Published poems

at half-mast

I will take my life published in I am not a silent poet (January 17, 2016). Thank you Reuben Woolley!

Click here to read the poem : I will take my life

The recent passing of Samantha Hunt, a poet from Birmingham, UK, made me write this piece. I knew her only across her poems that had appeared on I am not a silent poet. Her words are now hanging “from a beautifully grotesque hook” to paraphrase her own words:

I was pulled in by strings.
Everything was blue, bitter blue.
The kind of blue that made me glad to
be alive.

Alive, she was piling words for us who think poetry is all about craftsmanship, word clouds, colonization of imaginative territory, etc. We did not realize alive, she was piling questions for herself and building her own death for the world. How can we just believe in poetry?

That blue was a/
brutal caress.
It’s not going to stop/
it’s not going to stop/
Skin. Skin was all that I had
A sugar paper quilt,
A translucent defence against the light/
Oh, the light. The light.

(From Drawing with light by Samantha Hunt  )

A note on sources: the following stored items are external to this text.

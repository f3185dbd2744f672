use actix_web::{web, HttpResponse};

use crate::models::ApiResponse;
use crate::state::AppState;
use crate::uploader;
use crate::utils::validation_utils;

pub async fn delete_file(
    state: web::Data<AppState>,
    path: web::Path<String>,
) -> HttpResponse {
    state.record_request();

    let filename = path.into_inner();

    if !validation_utils::is_valid_filename(&filename) {
        state.record_error();
        return HttpResponse::BadRequest().json(ApiResponse::<()> {
            success: false,
            message: "文件名包含非法字符".to_string(),
            data: None,
        });
    }

    let file_path = state.config.upload_dir.join(&filename);
    let deleted = tokio::task::spawn_blocking(move || uploader::delete_file(file_path))
        .await
        .unwrap_or_else(|e| {
            log::error!("阻塞任务失败: {}", e);
            false
        });

    if deleted {
        HttpResponse::Ok().json(ApiResponse::<()> {
            success: true,
            message: "文件删除成功".to_string(),
            data: None,
        })
    } else {
        state.record_error();
        HttpResponse::NotFound().json(ApiResponse::<()> {
            success: false,
            message: format!("文件不存在或不允许删除: {}", filename),
            data: None,
        })
    }
}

Who is at peace with the world when we say RIP? For us, mourning is the right time to pile questions and words to serve the moment, not before!

Here’s an extract from a poem called Letting go posted on her Facebook page on December 10, 2015:

It’s all over now, Baby Blue on repeat.
It’s the gentle hum of the nurse’s pen
as it grazes her notebook:
Zoplicone. Sertraline. Quetiapine. Duolextine.
One milligram. Two milligrams. Three
One of these snaps the synapses
back into shape, deadens the music;
fleshes the tree’s bones.

And here’s her New year post. She thought it summed things up nicely:

‘‘The so-calledpsychotically depressedperson who tries to kill herself doesn’t do so out of quotehopelessnessor any abstract conviction that life’s assets and debits do not square. And surely not because death seems suddenly appealing. The person in whom Its invisible agony reaches a certain unendurable level will kill herself the same way a trapped person will eventually jump from the window of a burning high-rise. Make no mistake about people who leap from burning windows. Their terror of falling from a great height is still just as great as it would be for you or me standing speculatively at the same window just checking out the view; i.e. the fear of falling remains a constant. The variable here is the other terror, the fire’s flames: when the flames get close enough, falling to death becomes the slightly less terrible of two terrors. It’s not desiring the fall; it’s terror of the flames. And yet nobody down on the sidewalk, looking up and yellingDon’t!’ andHang on!’, can understand the jump. Not really. You’d have to have personally been trapped and felt flames to really understand a terror way beyond falling.” – David Foster Wallace

Thank you.

8 thoughts on “at half-mast

  1. That was a nice tribute and showing of appreciation. I have read some of her work an admit myself to be challenged day to day with some of the content quoted
    It is a horrible thing and unless you have been stroked by flames as said people can’t know what it is all about, and nor should those that have have to hide it, or it swept aside as it is still today.

    Again, nice to see respect paid where it is due.

    Liked by 1 person

    1. I didn’t know her personally, but her death was a brutal blow for me, another one in life. Going through her work, I somehow felt I know this flame. Might sound bizarre but i can’t still forget her passing away. Thanks for your words.

      Liked by 1 person

  2. I knew Samantha from many years ago as she was my first love. I have only found out about her passing today and it has made me terribly sad.

    She was a very beautiful woman, who found great solace in poetry and the arts. I couldn’t appreciate her poetry at the time. I was 20 years old (now 31) and struggling with the fact that I am autistic and had a lot of difficulties. Now that I have read a few different pieces it is clear that I didn’t understand it because her writing was on a different level to anything else that I had seen written.

    It is very dark but elegant. Beautiful words intertwined with a lot of pain. I have no idea how she died, I really hope that it wasn’t suicide but I am preparing myself that that may be the case. But whatever it was, make no mistake that I can see now that she has touched an awful lot of people with her words.

    I really hope that her family are okay and that if there is a God that she is being looked after because she was a good person. I am very proud of her and while I may have moved on, I still wanted her to have all the success in the world because she did deserve it.

    RIP Sammy Joe
    B

    Liked by 1 person

    1. Thank you for your comment. I didn’t know Samantha personally. If her FB page is still alive, you might get the names of her friends for her family updates. Regards.